When it comes to web design, there has historically been a fair amount of hand-wringing about keeping everything on the page “above the fold” — in the space on the screen that you see before you have to scroll down. In recent years, there has been a lot of pushback against this idea, saying that it is dated.
And while we certainly agree that it’s unnecessary to keep all of your content above the fold, there is still overwhelming evidence that you had better put your best stuff up there if you want people to keep scrolling. According to an eye-tracking study reported by Jakob Nielson, visitors spend 80.3% of their time on what they can see without scrolling.
So how can you pack enough information in above the fold to make sure your visitors stick with you further down the page? Take some pointers from today’s Example Site, Little Ones Portraits. They are employing 4 different strategies for doing just that:
1. Minimize the amount of blank space before your website begins. With the rising popularity of the design trend that features a background color or image with the main website floating in a box, some websites are wasting a lot of space on padding around the top. One or two spaces (returns) up there will get that visual across without sacrificing too much real estate.
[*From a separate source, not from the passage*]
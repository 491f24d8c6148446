pub mod request_id;
pub mod tenant;

pub use request_id::{RequestId, RequestIdMiddleware};
pub use tenant::{ADVERTISER_HEADER, GLOBAL_SCOPE, TENANT_SCOPE_HEADER, TenantContext};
2. Make your header image or logo space as short as possible. Don’t crowd your branding, but don’t let this area get out of hand. If you have a landscape (horizontal) version of your logo, make sure to use that here to save space.
3. Use a horizontal navigation bar instead of a vertical list. As computer screens have gotten wider, so have websites. And along with that, this type of navigation has gained popularity. The traditional menu that floats along the left hand side of your content may save a little vertical space if you do it just right, but you also run the risk of users with low resolutions screens not seeing the last few navigation options you offer.
4. Choose an image carousel instead of a gallery of thumbnails. This tool will display dozens of images in an infinite loop, which allows you to show off all you have to offer without depending on the visitor to scroll. Images are the most compelling type of content you can include on your page, so this approach is very smart for anyone with a product that can be represented visually.
What are some other smart ways you’ve found to keep your best content up where visitors will see it?